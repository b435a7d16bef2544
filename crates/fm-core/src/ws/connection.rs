//! One physical connection, run as a tokio task.
//!
//! The task owns the socket halves and the list of subscriptions sharing the
//! URL. The multiplexer talks to it only through [`ConnCommand`]s, so
//! subscription changes and frame routing are serialized on one task and
//! frames reach subscribers in wire order.
//!
//! Lifecycle:
//! 1. Connect. Commands received meanwhile are queued.
//! 2. Send every subscribe message, then read, route, and ping.
//! 3. On an unclean drop or socket error, back off and go to 1. Every
//!    subscription is re-sent on the new socket.
//! 4. On a clean server close, wait until a subscribe or refresh asks for the
//!    connection again.
//! 5. On [`ConnCommand::Close`] or an exhausted reconnect budget, exit.

use std::sync::Arc;
use std::time::Duration;

use serde_json::Value;
use tokio::sync::{mpsc, watch};
use tokio::time::{Instant, Interval, MissedTickBehavior};
use tracing::{debug, error, info, warn};

use super::multiplexer::{MessageFilter, MuxConfig, StreamEvent};
use super::reconnect::ReconnectionManager;
use super::transport::{Connector, FrameSink, FrameSource, WireFrame};
use crate::error::FeedError;
use crate::time_util;
use crate::types::ConnectionState;

/// A subscription as the connection task sees it.
pub(crate) struct ActiveSubscription {
    pub id: String,
    pub subscribe_message: String,
    pub unsubscribe_message: Option<String>,
    pub message_filter: MessageFilter,
    pub error_filter: Option<MessageFilter>,
    pub events: mpsc::UnboundedSender<StreamEvent>,
}

impl ActiveSubscription {
    fn emit(&self, event: StreamEvent) {
        // receiver gone means the subscriber is tearing down
        let _ = self.events.send(event);
    }
}

pub(crate) enum ConnCommand {
    Subscribe(Arc<ActiveSubscription>),
    Unsubscribe(String),
    /// Reconnect now if the connection is down.
    Refresh,
    Close,
}

enum SessionEnd {
    /// Close command received; the sink has been closed.
    Closed,
    /// Server closed with a handshake.
    CleanClose,
    /// Socket error or unclean drop.
    Dropped(FeedError),
}

/// Outcome of waiting while the socket is down.
enum Wait {
    Reconnect,
    Exit,
}

pub(crate) struct ConnectionTask {
    url: String,
    connector: Arc<dyn Connector>,
    config: MuxConfig,
    cmd_rx: mpsc::UnboundedReceiver<ConnCommand>,
    state_tx: watch::Sender<ConnectionState>,
    subs: Vec<Arc<ActiveSubscription>>,
    backoff: ReconnectionManager,
}

impl ConnectionTask {
    pub(crate) fn new(
        url: String,
        connector: Arc<dyn Connector>,
        config: MuxConfig,
        cmd_rx: mpsc::UnboundedReceiver<ConnCommand>,
        state_tx: watch::Sender<ConnectionState>,
    ) -> Self {
        let backoff = ReconnectionManager::new(url.clone(), config.reconnect);
        Self {
            url,
            connector,
            config,
            cmd_rx,
            state_tx,
            subs: Vec::new(),
            backoff,
        }
    }

    /// Run until closed or out of reconnect budget.
    ///
    /// `resubscribing` marks a task that replaces a dead one, so subscribers
    /// already registered get [`StreamEvent::Resubscribed`] on first connect.
    pub(crate) async fn run(mut self, mut resubscribing: bool) {
        // subscriptions queued before spawn are part of the first session
        while let Ok(cmd) = self.cmd_rx.try_recv() {
            if !apply_offline(&self.url, &mut self.subs, cmd) {
                self.finish_closed();
                return;
            }
        }

        loop {
            self.set_state(ConnectionState::Connecting);
            info!("[conn {}] connecting", self.url);

            let connected = {
                let connect = self.connector.connect(&self.url);
                tokio::pin!(connect);
                loop {
                    tokio::select! {
                        res = &mut connect => break Some(res),
                        cmd = self.cmd_rx.recv() => match cmd {
                            Some(cmd) => {
                                if !apply_offline(&self.url, &mut self.subs, cmd) {
                                    break None;
                                }
                            }
                            None => break None,
                        },
                    }
                }
            };

            let end = match connected {
                None => {
                    self.finish_closed();
                    return;
                }
                Some(Ok((sink, source))) => {
                    self.set_state(ConnectionState::Connected);
                    self.run_session(sink, source, resubscribing).await
                }
                Some(Err(e)) => SessionEnd::Dropped(e),
            };

            let mut announced = false;
            let wait = match end {
                SessionEnd::Closed => {
                    self.finish_closed();
                    return;
                }
                SessionEnd::CleanClose => {
                    info!("[conn {}] server closed the connection", self.url);
                    self.set_state(ConnectionState::Disconnected);
                    self.broadcast(StreamEvent::Closed);
                    announced = true;
                    self.wait_for_demand().await
                }
                SessionEnd::Dropped(err) => {
                    self.set_state(ConnectionState::Disconnected);
                    match self.backoff.next_delay(Instant::now()) {
                        Ok(delay) => {
                            let attempt = self.backoff.attempts();
                            warn!("[conn {}] {err}, reconnect #{attempt} in {delay:?}", self.url);
                            self.broadcast(StreamEvent::Error(err));
                            self.broadcast(StreamEvent::Reconnecting { attempt, delay });
                            self.sleep_backoff(delay).await
                        }
                        Err(fatal) => {
                            error!("[conn {}] {fatal}", self.url);
                            self.finish_fatal(fatal);
                            return;
                        }
                    }
                }
            };

            match wait {
                Wait::Reconnect => resubscribing = true,
                Wait::Exit if announced => {
                    self.set_state(ConnectionState::Disconnected);
                    info!("[conn {}] closed", self.url);
                    return;
                }
                Wait::Exit => {
                    self.finish_closed();
                    return;
                }
            }
        }
    }

    /// Drive one live socket until it ends.
    async fn run_session(
        &mut self,
        mut sink: Box<dyn FrameSink>,
        mut source: Box<dyn FrameSource>,
        resubscribing: bool,
    ) -> SessionEnd {
        for sub in &self.subs {
            debug!("[conn {}] subscribing {}", self.url, sub.id);
            if let Err(e) = sink.send_text(sub.subscribe_message.clone()).await {
                return SessionEnd::Dropped(e);
            }
        }
        if resubscribing {
            self.broadcast(StreamEvent::Resubscribed);
        }
        info!("[conn {}] connected, {} subscriptions", self.url, self.subs.len());

        let mut ping = self.config.ping_interval.map(|period| {
            let mut interval = tokio::time::interval_at(Instant::now() + period, period);
            interval.set_missed_tick_behavior(MissedTickBehavior::Delay);
            interval
        });

        loop {
            tokio::select! {
                cmd = self.cmd_rx.recv() => match cmd {
                    Some(ConnCommand::Subscribe(sub)) => {
                        debug!("[conn {}] subscribing {}", self.url, sub.id);
                        let sent = sink.send_text(sub.subscribe_message.clone()).await;
                        add_sub(&mut self.subs, sub);
                        if let Err(e) = sent {
                            return SessionEnd::Dropped(e);
                        }
                    }
                    Some(ConnCommand::Unsubscribe(id)) => {
                        if let Some(sub) = remove_sub(&mut self.subs, &id) {
                            debug!("[conn {}] unsubscribing {id}", self.url);
                            if let Some(msg) = &sub.unsubscribe_message {
                                if let Err(e) = sink.send_text(msg.clone()).await {
                                    return SessionEnd::Dropped(e);
                                }
                            }
                        }
                    }
                    Some(ConnCommand::Refresh) => {}
                    Some(ConnCommand::Close) | None => {
                        self.set_state(ConnectionState::Disconnecting);
                        info!("[conn {}] closing", self.url);
                        if let Err(e) = sink.close().await {
                            debug!("[conn {}] close: {e}", self.url);
                        }
                        return SessionEnd::Closed;
                    }
                },

                frame = source.next_frame() => match frame {
                    Some(Ok(WireFrame::Text(text))) => self.route(&text),
                    Some(Ok(WireFrame::Ping(payload))) => {
                        if let Err(e) = sink.send_pong(payload).await {
                            return SessionEnd::Dropped(e);
                        }
                    }
                    Some(Ok(WireFrame::Close { clean: true })) => return SessionEnd::CleanClose,
                    Some(Ok(WireFrame::Close { clean: false })) => {
                        let err = FeedError::WebSocket("closed without handshake".into());
                        return SessionEnd::Dropped(err);
                    }
                    Some(Err(e)) => return SessionEnd::Dropped(e),
                    None => return SessionEnd::Dropped(FeedError::WebSocket("stream ended".into())),
                },

                _ = next_tick(&mut ping) => {
                    if let Err(e) = sink.send_ping().await {
                        return SessionEnd::Dropped(e);
                    }
                }
            }
        }
    }

    /// Parse once, then filter and dispatch to every subscription.
    fn route(&self, text: &str) {
        let received_at_ms = time_util::now_ms();
        let frame: Arc<Value> = match serde_json::from_str(text) {
            Ok(v) => Arc::new(v),
            Err(e) => {
                warn!("[conn {}] unparseable frame: {e}", self.url);
                self.broadcast(StreamEvent::Error(FeedError::Parse(e.to_string())));
                return;
            }
        };

        let value: &Value = &frame;
        for sub in &self.subs {
            if !(sub.message_filter)(value) {
                continue;
            }
            if sub.error_filter.as_ref().is_some_and(|f| f(value)) {
                sub.emit(StreamEvent::Error(FeedError::Upstream(value.to_string())));
            } else {
                sub.emit(StreamEvent::Message {
                    frame: Arc::clone(&frame),
                    received_at_ms,
                });
            }
        }
    }

    /// Sleep out a backoff delay. A new subscription or a refresh cuts it
    /// short; a close cancels it.
    async fn sleep_backoff(&mut self, delay: Duration) -> Wait {
        let sleep = tokio::time::sleep(delay);
        tokio::pin!(sleep);
        loop {
            tokio::select! {
                _ = &mut sleep => return Wait::Reconnect,
                cmd = self.cmd_rx.recv() => match cmd {
                    Some(ConnCommand::Subscribe(sub)) => {
                        add_sub(&mut self.subs, sub);
                        return Wait::Reconnect;
                    }
                    Some(ConnCommand::Refresh) => return Wait::Reconnect,
                    Some(cmd) => {
                        if !apply_offline(&self.url, &mut self.subs, cmd) {
                            return Wait::Exit;
                        }
                    }
                    None => return Wait::Exit,
                },
            }
        }
    }

    /// Idle after a clean close until someone needs the connection again.
    async fn wait_for_demand(&mut self) -> Wait {
        loop {
            match self.cmd_rx.recv().await {
                Some(ConnCommand::Subscribe(sub)) => {
                    add_sub(&mut self.subs, sub);
                    return Wait::Reconnect;
                }
                Some(ConnCommand::Refresh) => return Wait::Reconnect,
                Some(cmd) => {
                    if !apply_offline(&self.url, &mut self.subs, cmd) {
                        return Wait::Exit;
                    }
                }
                None => return Wait::Exit,
            }
        }
    }

    fn finish_closed(&mut self) {
        self.set_state(ConnectionState::Disconnected);
        self.broadcast(StreamEvent::Closed);
        info!("[conn {}] closed", self.url);
    }

    /// Out of reconnect budget: tell every subscription, including ones
    /// whose subscribe raced with the failure, then stop.
    fn finish_fatal(&mut self, fatal: FeedError) {
        self.cmd_rx.close();
        while let Ok(cmd) = self.cmd_rx.try_recv() {
            let _ = apply_offline(&self.url, &mut self.subs, cmd);
        }
        self.set_state(ConnectionState::Disconnected);
        self.broadcast(StreamEvent::Error(fatal));
        self.broadcast(StreamEvent::Closed);
    }

    fn broadcast(&self, event: StreamEvent) {
        for sub in &self.subs {
            sub.emit(event.clone());
        }
    }

    fn set_state(&self, state: ConnectionState) {
        self.state_tx.send_replace(state);
    }
}

/// Apply a command while no socket is open. Nothing goes on the wire: a new
/// socket sends every registered subscribe message anyway.
///
/// Returns `false` for [`ConnCommand::Close`].
fn apply_offline(url: &str, subs: &mut Vec<Arc<ActiveSubscription>>, cmd: ConnCommand) -> bool {
    match cmd {
        ConnCommand::Subscribe(sub) => {
            debug!("[conn {url}] queued {}", sub.id);
            add_sub(subs, sub);
        }
        ConnCommand::Unsubscribe(id) => {
            remove_sub(subs, &id);
        }
        ConnCommand::Refresh => {}
        ConnCommand::Close => return false,
    }
    true
}

fn add_sub(subs: &mut Vec<Arc<ActiveSubscription>>, sub: Arc<ActiveSubscription>) {
    match subs.iter_mut().find(|s| s.id == sub.id) {
        Some(slot) => *slot = sub,
        None => subs.push(sub),
    }
}

fn remove_sub(
    subs: &mut Vec<Arc<ActiveSubscription>>,
    id: &str,
) -> Option<Arc<ActiveSubscription>> {
    let pos = subs.iter().position(|s| s.id == id)?;
    Some(subs.remove(pos))
}

async fn next_tick(ping: &mut Option<Interval>) {
    match ping {
        Some(interval) => {
            interval.tick().await;
        }
        None => std::future::pending::<()>().await,
    }
}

---------------

To do: Would you please copy all lines in the data that contain the word "ConnectionTask"?

Answer area:
pub(crate) struct ConnectionTask {
impl ConnectionTask {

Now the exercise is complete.